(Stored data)

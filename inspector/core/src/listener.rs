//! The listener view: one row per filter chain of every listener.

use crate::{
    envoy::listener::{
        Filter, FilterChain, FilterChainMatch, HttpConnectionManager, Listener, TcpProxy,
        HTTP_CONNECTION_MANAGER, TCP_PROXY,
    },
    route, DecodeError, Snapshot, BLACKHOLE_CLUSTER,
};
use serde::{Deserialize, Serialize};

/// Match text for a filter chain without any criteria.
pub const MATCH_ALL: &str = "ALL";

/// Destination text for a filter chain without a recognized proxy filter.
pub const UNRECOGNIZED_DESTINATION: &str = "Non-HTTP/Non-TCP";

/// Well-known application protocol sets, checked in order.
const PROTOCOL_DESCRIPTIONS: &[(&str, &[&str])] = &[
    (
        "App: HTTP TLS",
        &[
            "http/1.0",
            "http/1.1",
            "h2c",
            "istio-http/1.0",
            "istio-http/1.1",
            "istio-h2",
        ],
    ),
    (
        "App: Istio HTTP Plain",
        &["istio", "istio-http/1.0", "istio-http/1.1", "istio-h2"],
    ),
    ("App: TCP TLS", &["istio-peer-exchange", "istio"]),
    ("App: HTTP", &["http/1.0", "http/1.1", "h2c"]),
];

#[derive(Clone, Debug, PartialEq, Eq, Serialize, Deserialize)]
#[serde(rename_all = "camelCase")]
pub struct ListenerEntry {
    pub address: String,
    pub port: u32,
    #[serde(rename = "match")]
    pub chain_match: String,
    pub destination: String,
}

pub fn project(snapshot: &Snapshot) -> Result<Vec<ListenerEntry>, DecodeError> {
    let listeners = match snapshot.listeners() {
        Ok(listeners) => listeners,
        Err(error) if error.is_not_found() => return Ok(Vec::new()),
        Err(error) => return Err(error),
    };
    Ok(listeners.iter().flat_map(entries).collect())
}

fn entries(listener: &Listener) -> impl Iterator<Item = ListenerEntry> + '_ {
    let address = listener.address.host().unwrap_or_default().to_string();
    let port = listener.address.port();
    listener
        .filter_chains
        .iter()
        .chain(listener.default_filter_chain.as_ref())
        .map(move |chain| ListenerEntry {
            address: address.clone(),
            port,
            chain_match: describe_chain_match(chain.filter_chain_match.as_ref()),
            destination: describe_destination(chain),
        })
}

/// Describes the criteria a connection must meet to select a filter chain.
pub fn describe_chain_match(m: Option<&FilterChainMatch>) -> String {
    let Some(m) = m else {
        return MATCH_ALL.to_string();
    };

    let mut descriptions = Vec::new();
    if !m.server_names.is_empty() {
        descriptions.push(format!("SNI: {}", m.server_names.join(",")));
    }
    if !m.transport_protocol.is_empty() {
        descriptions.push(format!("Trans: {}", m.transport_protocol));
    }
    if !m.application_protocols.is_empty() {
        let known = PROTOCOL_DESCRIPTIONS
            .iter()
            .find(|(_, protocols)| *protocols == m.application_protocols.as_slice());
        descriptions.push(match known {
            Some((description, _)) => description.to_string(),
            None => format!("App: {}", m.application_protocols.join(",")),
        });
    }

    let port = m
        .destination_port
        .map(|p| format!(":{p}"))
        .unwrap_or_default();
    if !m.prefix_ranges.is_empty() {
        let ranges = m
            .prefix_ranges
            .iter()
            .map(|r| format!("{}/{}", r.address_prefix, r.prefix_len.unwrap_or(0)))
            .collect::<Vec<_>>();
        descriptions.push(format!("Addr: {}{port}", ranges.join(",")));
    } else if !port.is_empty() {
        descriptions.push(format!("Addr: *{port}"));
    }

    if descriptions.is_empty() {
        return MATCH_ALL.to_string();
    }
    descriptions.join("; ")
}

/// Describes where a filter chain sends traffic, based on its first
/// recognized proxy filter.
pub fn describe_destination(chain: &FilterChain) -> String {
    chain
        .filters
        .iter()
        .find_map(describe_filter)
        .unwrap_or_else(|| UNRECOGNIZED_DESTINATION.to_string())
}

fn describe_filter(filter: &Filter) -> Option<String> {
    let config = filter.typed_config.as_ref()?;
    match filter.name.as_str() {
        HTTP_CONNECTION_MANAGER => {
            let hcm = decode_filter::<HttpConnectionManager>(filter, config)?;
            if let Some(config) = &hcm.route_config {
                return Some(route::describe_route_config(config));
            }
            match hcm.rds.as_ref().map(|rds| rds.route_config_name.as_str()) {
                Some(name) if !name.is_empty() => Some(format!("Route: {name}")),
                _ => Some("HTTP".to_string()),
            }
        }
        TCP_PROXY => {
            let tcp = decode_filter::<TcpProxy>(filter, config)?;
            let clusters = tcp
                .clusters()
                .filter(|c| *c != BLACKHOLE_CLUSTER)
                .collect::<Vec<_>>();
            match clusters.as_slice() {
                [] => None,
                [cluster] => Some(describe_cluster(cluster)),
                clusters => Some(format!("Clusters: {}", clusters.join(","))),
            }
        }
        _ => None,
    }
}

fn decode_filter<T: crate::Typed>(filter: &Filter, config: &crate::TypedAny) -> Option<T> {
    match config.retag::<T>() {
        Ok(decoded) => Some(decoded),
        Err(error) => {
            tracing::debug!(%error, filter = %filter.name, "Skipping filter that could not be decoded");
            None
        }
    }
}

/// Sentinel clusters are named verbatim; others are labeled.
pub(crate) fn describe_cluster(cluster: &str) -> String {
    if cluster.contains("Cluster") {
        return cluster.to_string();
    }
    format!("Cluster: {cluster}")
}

Activity:
Restate the data above word for word.

Result for this exercise:
filename inspector/core/src/listener.rs
//! The listener view: one row per filter chain of every listener.

use crate::{
    envoy::listener::{
        Filter, FilterChain, FilterChainMatch, HttpConnectionManager, Listener, TcpProxy,
        HTTP_CONNECTION_MANAGER, TCP_PROXY,
    },
    route, DecodeError, Snapshot, BLACKHOLE_CLUSTER,
};
use serde::{Deserialize, Serialize};

/// Match text for a filter chain without any criteria.
pub const MATCH_ALL: &str = "ALL";

/// Destination text for a filter chain without a recognized proxy filter.
pub const UNRECOGNIZED_DESTINATION: &str = "Non-HTTP/Non-TCP";

/// Well-known application protocol sets, checked in order.
const PROTOCOL_DESCRIPTIONS: &[(&str, &[&str])] = &[
    (
        "App: HTTP TLS",
        &[
            "http/1.0",
            "http/1.1",
            "h2c",
            "istio-http/1.0",
            "istio-http/1.1",
            "istio-h2",
        ],
    ),
    (
        "App: Istio HTTP Plain",
        &["istio", "istio-http/1.0", "istio-http/1.1", "istio-h2"],
    ),
    ("App: TCP TLS", &["istio-peer-exchange", "istio"]),
    ("App: HTTP", &["http/1.0", "http/1.1", "h2c"]),
];

#[derive(Clone, Debug, PartialEq, Eq, Serialize, Deserialize)]
#[serde(rename_all = "camelCase")]
pub struct ListenerEntry {
    pub address: String,
    pub port: u32,
    #[serde(rename = "match")]
    pub chain_match: String,
    pub destination: String,
}

pub fn project(snapshot: &Snapshot) -> Result<Vec<ListenerEntry>, DecodeError> {
    let listeners = match snapshot.listeners() {
        Ok(listeners) => listeners,
        Err(error) if error.is_not_found() => return Ok(Vec::new()),
        Err(error) => return Err(error),
    };
    Ok(listeners.iter().flat_map(entries).collect())
}

fn entries(listener: &Listener) -> impl Iterator<Item = ListenerEntry> + '_ {
    let address = listener.address.host().unwrap_or_default().to_string();
    let port = listener.address.port();
    listener
        .filter_chains
        .iter()
        .chain(listener.default_filter_chain.as_ref())
        .map(move |chain| ListenerEntry {
            address: address.clone(),
            port,
            chain_match: describe_chain_match(chain.filter_chain_match.as_ref()),
            destination: describe_destination(chain),
        })
}

/// Describes the criteria a connection must meet to select a filter chain.
pub fn describe_chain_match(m: Option<&FilterChainMatch>) -> String {
    let Some(m) = m else {
        return MATCH_ALL.to_string();
    };

    let mut descriptions = Vec::new();
    if !m.server_names.is_empty() {
        descriptions.push(format!("SNI: {}", m.server_names.join(",")));
    }
    if !m.transport_protocol.is_empty() {
        descriptions.push(format!("Trans: {}", m.transport_protocol));
    }
    if !m.application_protocols.is_empty() {
        let known = PROTOCOL_DESCRIPTIONS
            .iter()
            .find(|(_, protocols)| *protocols == m.application_protocols.as_slice());
        descriptions.push(match known {
            Some((description, _)) => description.to_string(),
            None => format!("App: {}", m.application_protocols.join(",")),
        });
    }

    let port = m
        .destination_port
        .map(|p| format!(":{p}"))
        .unwrap_or_default();
    if !m.prefix_ranges.is_empty() {
        let ranges = m
            .prefix_ranges
            .iter()
            .map(|r| format!("{}/{}", r.address_prefix, r.prefix_len.unwrap_or(0)))
            .collect::<Vec<_>>();
        descriptions.push(format!("Addr: {}{port}", ranges.join(",")));
    } else if !port.is_empty() {
        descriptions.push(format!("Addr: *{port}"));
    }

    if descriptions.is_empty() {
        return MATCH_ALL.to_string();
    }
    descriptions.join("; ")
}

/// Describes where a filter chain sends traffic, based on its first
/// recognized proxy filter.
pub fn describe_destination(chain: &FilterChain) -> String {
    chain
        .filters
        .iter()
        .find_map(describe_filter)
        .unwrap_or_else(|| UNRECOGNIZED_DESTINATION.to_string())
}

fn describe_filter(filter: &Filter) -> Option<String> {
    let config = filter.typed_config.as_ref()?;
    match filter.name.as_str() {
        HTTP_CONNECTION_MANAGER => {
            let hcm = decode_filter::<HttpConnectionManager>(filter, config)?;
            if let Some(config) = &hcm.route_config {
                return Some(route::describe_route_config(config));
            }
            match hcm.rds.as_ref().map(|rds| rds.route_config_name.as_str()) {
                Some(name) if !name.is_empty() => Some(format!("Route: {name}")),
                _ => Some("HTTP".to_string()),
            }
        }
        TCP_PROXY => {
            let tcp = decode_filter::<TcpProxy>(filter, config)?;
            let clusters = tcp
                .clusters()
                .filter(|c| *c != BLACKHOLE_CLUSTER)
                .collect::<Vec<_>>();
            match clusters.as_slice() {
                [] => None,
                [cluster] => Some(describe_cluster(cluster)),
                clusters => Some(format!("Clusters: {}", clusters.join(","))),
            }
        }
        _ => None,
    }
}

fn decode_filter<T: crate::Typed>(filter: &Filter, config: &crate::TypedAny) -> Option<T> {
    match config.retag::<T>() {
        Ok(decoded) => Some(decoded),
        Err(error) => {
            tracing::debug!(%error, filter = %filter.name, "Skipping filter that could not be decoded");
            None
        }
    }
}

/// Sentinel clusters are named verbatim; others are labeled.
pub(crate) fn describe_cluster(cluster: &str) -> String {
    if cluster.contains("Cluster") {
        return cluster.to_string();
    }
    format!("Cluster: {cluster}")
}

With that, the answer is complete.